THE TASK >> Copy every entry precisely.

PROVIDED RECORDS >>
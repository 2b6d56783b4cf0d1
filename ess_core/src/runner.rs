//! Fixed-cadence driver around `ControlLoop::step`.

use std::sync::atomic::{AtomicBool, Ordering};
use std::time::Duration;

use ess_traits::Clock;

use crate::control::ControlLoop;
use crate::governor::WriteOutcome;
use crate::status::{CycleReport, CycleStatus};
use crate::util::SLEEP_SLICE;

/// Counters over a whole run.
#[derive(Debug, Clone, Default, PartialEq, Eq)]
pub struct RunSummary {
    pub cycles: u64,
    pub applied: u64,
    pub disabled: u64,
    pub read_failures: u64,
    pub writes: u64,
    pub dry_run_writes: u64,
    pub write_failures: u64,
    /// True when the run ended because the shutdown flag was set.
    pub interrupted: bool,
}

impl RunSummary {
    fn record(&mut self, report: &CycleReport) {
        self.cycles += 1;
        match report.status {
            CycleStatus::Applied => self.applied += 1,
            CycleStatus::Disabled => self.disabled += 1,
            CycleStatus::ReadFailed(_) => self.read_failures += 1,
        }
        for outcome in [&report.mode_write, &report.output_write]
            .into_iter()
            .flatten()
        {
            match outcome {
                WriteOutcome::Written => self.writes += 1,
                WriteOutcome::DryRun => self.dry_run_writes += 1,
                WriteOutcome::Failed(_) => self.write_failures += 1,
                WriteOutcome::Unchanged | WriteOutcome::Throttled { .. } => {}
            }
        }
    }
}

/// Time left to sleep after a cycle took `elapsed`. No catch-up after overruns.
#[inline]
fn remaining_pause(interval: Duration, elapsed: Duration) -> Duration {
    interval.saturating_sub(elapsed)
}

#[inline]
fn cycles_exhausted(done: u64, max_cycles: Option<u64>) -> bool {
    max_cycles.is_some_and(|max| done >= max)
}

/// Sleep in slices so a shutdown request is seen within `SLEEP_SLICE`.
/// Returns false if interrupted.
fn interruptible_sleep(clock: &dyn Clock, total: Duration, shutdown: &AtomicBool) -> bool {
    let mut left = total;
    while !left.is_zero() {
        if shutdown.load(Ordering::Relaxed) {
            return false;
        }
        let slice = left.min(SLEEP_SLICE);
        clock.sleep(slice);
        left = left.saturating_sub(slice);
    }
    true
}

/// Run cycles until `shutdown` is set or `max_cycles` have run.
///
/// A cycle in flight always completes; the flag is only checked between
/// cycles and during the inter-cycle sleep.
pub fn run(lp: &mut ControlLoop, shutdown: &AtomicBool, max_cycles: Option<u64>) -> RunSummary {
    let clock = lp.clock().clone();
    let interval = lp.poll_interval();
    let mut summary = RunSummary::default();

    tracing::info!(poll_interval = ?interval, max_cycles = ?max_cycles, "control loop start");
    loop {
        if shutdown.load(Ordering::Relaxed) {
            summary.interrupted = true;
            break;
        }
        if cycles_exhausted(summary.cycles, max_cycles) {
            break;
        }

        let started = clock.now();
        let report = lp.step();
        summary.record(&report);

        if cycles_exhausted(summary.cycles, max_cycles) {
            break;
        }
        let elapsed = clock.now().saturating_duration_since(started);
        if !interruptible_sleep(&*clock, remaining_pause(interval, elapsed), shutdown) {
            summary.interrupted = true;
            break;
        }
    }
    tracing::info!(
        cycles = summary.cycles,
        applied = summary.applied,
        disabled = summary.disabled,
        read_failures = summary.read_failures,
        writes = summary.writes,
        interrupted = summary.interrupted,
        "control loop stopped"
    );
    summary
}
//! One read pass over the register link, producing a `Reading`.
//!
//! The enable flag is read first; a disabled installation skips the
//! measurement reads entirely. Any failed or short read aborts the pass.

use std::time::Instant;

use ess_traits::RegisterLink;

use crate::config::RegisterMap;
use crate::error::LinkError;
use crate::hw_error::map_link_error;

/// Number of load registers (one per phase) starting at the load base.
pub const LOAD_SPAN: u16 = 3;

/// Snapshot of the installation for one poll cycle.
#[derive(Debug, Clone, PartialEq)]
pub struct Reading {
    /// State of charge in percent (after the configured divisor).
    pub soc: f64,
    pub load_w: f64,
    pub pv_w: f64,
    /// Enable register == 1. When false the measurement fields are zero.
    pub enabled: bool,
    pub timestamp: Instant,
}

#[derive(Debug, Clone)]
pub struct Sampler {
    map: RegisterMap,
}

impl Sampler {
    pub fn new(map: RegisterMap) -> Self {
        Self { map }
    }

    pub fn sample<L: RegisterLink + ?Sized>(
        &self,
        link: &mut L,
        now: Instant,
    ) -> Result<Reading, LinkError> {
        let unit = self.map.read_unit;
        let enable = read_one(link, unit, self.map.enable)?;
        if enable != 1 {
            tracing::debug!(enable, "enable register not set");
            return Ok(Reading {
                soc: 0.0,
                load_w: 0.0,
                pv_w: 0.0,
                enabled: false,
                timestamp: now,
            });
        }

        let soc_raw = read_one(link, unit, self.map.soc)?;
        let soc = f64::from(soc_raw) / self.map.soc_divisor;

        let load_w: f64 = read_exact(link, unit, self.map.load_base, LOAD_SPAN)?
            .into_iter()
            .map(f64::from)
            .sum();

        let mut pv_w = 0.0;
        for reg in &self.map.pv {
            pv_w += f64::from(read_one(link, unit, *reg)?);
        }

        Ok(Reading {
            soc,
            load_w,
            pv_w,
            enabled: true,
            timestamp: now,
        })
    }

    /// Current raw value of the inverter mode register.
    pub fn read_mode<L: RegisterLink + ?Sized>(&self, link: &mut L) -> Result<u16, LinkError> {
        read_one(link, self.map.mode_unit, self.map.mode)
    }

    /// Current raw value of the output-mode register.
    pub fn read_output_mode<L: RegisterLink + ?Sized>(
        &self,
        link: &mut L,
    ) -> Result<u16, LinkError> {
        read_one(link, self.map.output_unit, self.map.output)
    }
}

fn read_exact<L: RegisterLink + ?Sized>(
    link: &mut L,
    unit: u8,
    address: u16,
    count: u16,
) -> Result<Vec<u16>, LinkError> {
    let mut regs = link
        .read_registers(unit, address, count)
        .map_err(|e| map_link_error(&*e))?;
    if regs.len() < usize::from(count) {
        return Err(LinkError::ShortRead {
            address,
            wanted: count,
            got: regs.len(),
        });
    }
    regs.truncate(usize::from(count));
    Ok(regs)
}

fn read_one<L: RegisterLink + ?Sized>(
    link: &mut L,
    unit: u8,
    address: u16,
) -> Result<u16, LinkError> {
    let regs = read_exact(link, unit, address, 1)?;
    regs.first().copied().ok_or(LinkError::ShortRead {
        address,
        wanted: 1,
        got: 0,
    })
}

REPLY TO THE TASK >>
repository 2b6d56783b4cf0d1
filename ess_core/src/runner.rs
//! Fixed-cadence driver around `ControlLoop::step`.

use std::sync::atomic::{AtomicBool, Ordering};
use std::time::Duration;

use ess_traits::Clock;

use crate::control::ControlLoop;
use crate::governor::WriteOutcome;
use crate::status::{CycleReport, CycleStatus};
use crate::util::SLEEP_SLICE;

/// Counters over a whole run.
#[derive(Debug, Clone, Default, PartialEq, Eq)]
pub struct RunSummary {
    pub cycles: u64,
    pub applied: u64,
    pub disabled: u64,
    pub read_failures: u64,
    pub writes: u64,
    pub dry_run_writes: u64,
    pub write_failures: u64,
    /// True when the run ended because the shutdown flag was set.
    pub interrupted: bool,
}

impl RunSummary {
    fn record(&mut self, report: &CycleReport) {
        self.cycles += 1;
        match report.status {
            CycleStatus::Applied => self.applied += 1,
            CycleStatus::Disabled => self.disabled += 1,
            CycleStatus::ReadFailed(_) => self.read_failures += 1,
        }
        for outcome in [&report.mode_write, &report.output_write]
            .into_iter()
            .flatten()
        {
            match outcome {
                WriteOutcome::Written => self.writes += 1,
                WriteOutcome::DryRun => self.dry_run_writes += 1,
                WriteOutcome::Failed(_) => self.write_failures += 1,
                WriteOutcome::Unchanged | WriteOutcome::Throttled { .. } => {}
            }
        }
    }
}

/// Time left to sleep after a cycle took `elapsed`. No catch-up after overruns.
#[inline]
fn remaining_pause(interval: Duration, elapsed: Duration) -> Duration {
    interval.saturating_sub(elapsed)
}

#[inline]
fn cycles_exhausted(done: u64, max_cycles: Option<u64>) -> bool {
    max_cycles.is_some_and(|max| done >= max)
}

/// Sleep in slices so a shutdown request is seen within `SLEEP_SLICE`.
/// Returns false if interrupted.
fn interruptible_sleep(clock: &dyn Clock, total: Duration, shutdown: &AtomicBool) -> bool {
    let mut left = total;
    while !left.is_zero() {
        if shutdown.load(Ordering::Relaxed) {
            return false;
        }
        let slice = left.min(SLEEP_SLICE);
        clock.sleep(slice);
        left = left.saturating_sub(slice);
    }
    true
}

/// Run cycles until `shutdown` is set or `max_cycles` have run.
///
/// A cycle in flight always completes; the flag is only checked between
/// cycles and during the inter-cycle sleep.
pub fn run(lp: &mut ControlLoop, shutdown: &AtomicBool, max_cycles: Option<u64>) -> RunSummary {
    let clock = lp.clock().clone();
    let interval = lp.poll_interval();
    let mut summary = RunSummary::default();

    tracing::info!(poll_interval = ?interval, max_cycles = ?max_cycles, "control loop start");
    loop {
        if shutdown.load(Ordering::Relaxed) {
            summary.interrupted = true;
            break;
        }
        if cycles_exhausted(summary.cycles, max_cycles) {
            break;
        }

        let started = clock.now();
        let report = lp.step();
        summary.record(&report);

        if cycles_exhausted(summary.cycles, max_cycles) {
            break;
        }
        let elapsed = clock.now().saturating_duration_since(started);
        if !interruptible_sleep(&*clock, remaining_pause(interval, elapsed), shutdown) {
            summary.interrupted = true;
            break;
        }
    }
    tracing::info!(
        cycles = summary.cycles,
        applied = summary.applied,
        disabled = summary.disabled,
        read_failures = summary.read_failures,
        writes = summary.writes,
        interrupted = summary.interrupted,
        "control loop stopped"
    );
    summary
}
//! One read pass over the register link, producing a `Reading`.
//!
//! The enable flag is read first; a disabled installation skips the
//! measurement reads entirely. Any failed or short read aborts the pass.

use std::time::Instant;

use ess_traits::RegisterLink;

use crate::config::RegisterMap;
use crate::error::LinkError;
use crate::hw_error::map_link_error;

/// Number of load registers (one per phase) starting at the load base.
pub const LOAD_SPAN: u16 = 3;

/// Snapshot of the installation for one poll cycle.
#[derive(Debug, Clone, PartialEq)]
pub struct Reading {
    /// State of charge in percent (after the configured divisor).
    pub soc: f64,
    pub load_w: f64,
    pub pv_w: f64,
    /// Enable register == 1. When false the measurement fields are zero.
    pub enabled: bool,
    pub timestamp: Instant,
}

#[derive(Debug, Clone)]
pub struct Sampler {
    map: RegisterMap,
}

impl Sampler {
    pub fn new(map: RegisterMap) -> Self {
        Self { map }
    }

    pub fn sample<L: RegisterLink + ?Sized>(
        &self,
        link: &mut L,
        now: Instant,
    ) -> Result<Reading, LinkError> {
        let unit = self.map.read_unit;
        let enable = read_one(link, unit, self.map.enable)?;
        if enable != 1 {
            tracing::debug!(enable, "enable register not set");
            return Ok(Reading {
                soc: 0.0,
                load_w: 0.0,
                pv_w: 0.0,
                enabled: false,
                timestamp: now,
            });
        }

        let soc_raw = read_one(link, unit, self.map.soc)?;
        let soc = f64::from(soc_raw) / self.map.soc_divisor;

        let load_w: f64 = read_exact(link, unit, self.map.load_base, LOAD_SPAN)?
            .into_iter()
            .map(f64::from)
            .sum();

        let mut pv_w = 0.0;
        for reg in &self.map.pv {
            pv_w += f64::from(read_one(link, unit, *reg)?);
        }

        Ok(Reading {
            soc,
            load_w,
            pv_w,
            enabled: true,
            timestamp: now,
        })
    }

    /// Current raw value of the inverter mode register.
    pub fn read_mode<L: RegisterLink + ?Sized>(&self, link: &mut L) -> Result<u16, LinkError> {
        read_one(link, self.map.mode_unit, self.map.mode)
    }

    /// Current raw value of the output-mode register.
    pub fn read_output_mode<L: RegisterLink + ?Sized>(
        &self,
        link: &mut L,
    ) -> Result<u16, LinkError> {
        read_one(link, self.map.output_unit, self.map.output)
    }
}

fn read_exact<L: RegisterLink + ?Sized>(
    link: &mut L,
    unit: u8,
    address: u16,
    count: u16,
) -> Result<Vec<u16>, LinkError> {
    let mut regs = link
        .read_registers(unit, address, count)
        .map_err(|e| map_link_error(&*e))?;
    if regs.len() < usize::from(count) {
        return Err(LinkError::ShortRead {
            address,
            wanted: count,
            got: regs.len(),
        });
    }
    regs.truncate(usize::from(count));
    Ok(regs)
}

fn read_one<L: RegisterLink + ?Sized>(
    link: &mut L,
    unit: u8,
    address: u16,
) -> Result<u16, LinkError> {
    let regs = read_exact(link, unit, address, 1)?;
    regs.first().copied().ok_or(LinkError::ShortRead {
        address,
        wanted: 1,
        got: 0,
    })
}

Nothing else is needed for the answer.